Updated: Jul 4, 2023

Valli Tirounavoucarassou shares an original recipe for a delicious Indian mung bean burger to share with all of your friends!

Image Credits: Valli Tirounavoucarassou

I was very enthusiastic when I found out about this assignment. The first thing I decided was to avoid using components that are already commonly used in vegan burgers such as soy, black beans, mushrooms, and red beans. I also knew I wanted to use a bean that I already had at home to save time. I prioritised having the major component as something that was healthy, sustainable, and an ingredient that is rarely used to make vegan burgers.
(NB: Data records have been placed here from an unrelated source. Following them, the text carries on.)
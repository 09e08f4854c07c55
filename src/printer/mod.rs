//! Schema printers
//!
//! The parsed tree is lowered back to the generic statement tree once, and
//! each surface form has a small emitter over statements. Printing a parsed
//! module and re-parsing the output yields an equal statement tree.

mod lower;
pub mod yang;
pub mod yin;

pub use lower::module_to_statement;

/// Print a parsed module in the compact form
pub fn print_yang(module: &crate::schema::parsed::Module) -> String {
    yang::print_statement(&module_to_statement(module))
}

/// Print a parsed module in the XML form
pub fn print_yin(module: &crate::schema::parsed::Module) -> String {
    yin::print_statement(&module_to_statement(module))
}
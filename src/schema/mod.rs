//! Schema trees
//!
//! The parsed tree is the faithful, lexically-resolved representation of a
//! module; the compiled tree is the fully resolved schema produced by the
//! compiler from a parsed main module and its imports/includes.

pub mod compiled;
pub mod compiler;
pub mod features;
pub mod identities;
pub mod parsed;

pub use compiled::{CompiledModule, CompiledNode, NodeId};
pub use compiler::compile;
pub use parsed::Module;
Finally, I had a brilliant idea: what if we made a burger out of mung beans? I already had mung beans at home as they are a staple ingredient in every Indian household in order to make a delicious dhal. In fact, one of my favourite foods that my mother used to make was mung bean dhal.

Mung beans are strong in protein, containing 14.2 grams per 200 grams, and are also high in iron, providing 16 percent of the recommended daily intake. These beans are one of the most nutritious plant-based protein sources. Phenylalanine, leucine, isoleucine, valine, lysine, arginine, and other important amino acids are abundant in mung beans. They are also high in antioxidants such phenolic acids, flavonoids, caffeic acid, and cinnamic acid, among others.

Now you know why this is a great option, let’s get started with the recipe. First and foremost, let’s look at the simple items we’ll be using.


· 200g moong dhal

· 100g potato

· 50g green peas

· 200g corn starch

· 1 tsp spices (chili, pepper, chat masala, garam masala, salt)

· 50g tomato ketchup

· 5g ginger and garlic paste

· 50g oats

· 25ml oil

Step 1: Soak the dry mung beans for at least 3-4 hours in order to cook them quickly. After soaking the mung beans, pressure cook them for three whistles.

Image Credits: Valli Tirounavoucarassou

Step 2: Peel the potatoes and rinse them alongside the peas. Pressure cook the potatoes for two whistles. If you are using frozen beans, simply soak them in boiling water for 5 minutes to prepare them for cooking.

Step 3: Mash together all of the cooked ingredients and season with the spice powders to taste. I like my food spicier. I used Indian spice powders with 1 teaspoon each of the following: chili, pepper, chat masala, garam masala, and salt. For tanginess, I used ginger and garlic paste and tomato ketchup.

If you don’t have these, I recommend using cayenne pepper, dried onion and garlic powder, rosemary, or any Italian spice mix instead. You can modify the quantity of spice to your liking.

Step 4: Add corn starch or any other flour to bind the mixture into patties and make them less sticky.

Image Credits: Valli Tirounavoucarassou

Step 5: To get a crispy outer layer, form the patties into a round shape and cover them with oats. Ensure to fully cover the patty in oats as the mixture will be sticky.

Image Credits: Valli Tirounavoucarassou

Step 6: Cook the patties with oil in a pan. After the patties have been well cooked, add the vegan sandwich cheese.

Image Credits: Valli Tirounavoucarassou

Step 7: Place the patties on burger buns and top with your favourite vegan salad dressing.

Image Credits: Valli Tirounavoucarassou

Now the mung bean burger is finished, it’s time to savour your delicious and nutritious meal!

Why you should give it a try:

· If you are looking to reduce your meat consumption but still crave beef burgers, try this vegan alternative

· This dish is a great vegan meal for any day of the week

· You can include this in your weekly meal prep plan. Make these patties in large quantity and keep them in the freezer.

· Burgers are the ultimate kid-friendly food!

· This is a lovely vegan alternative meal to show off at your next house party!

Make it yourself and share the recipe to others!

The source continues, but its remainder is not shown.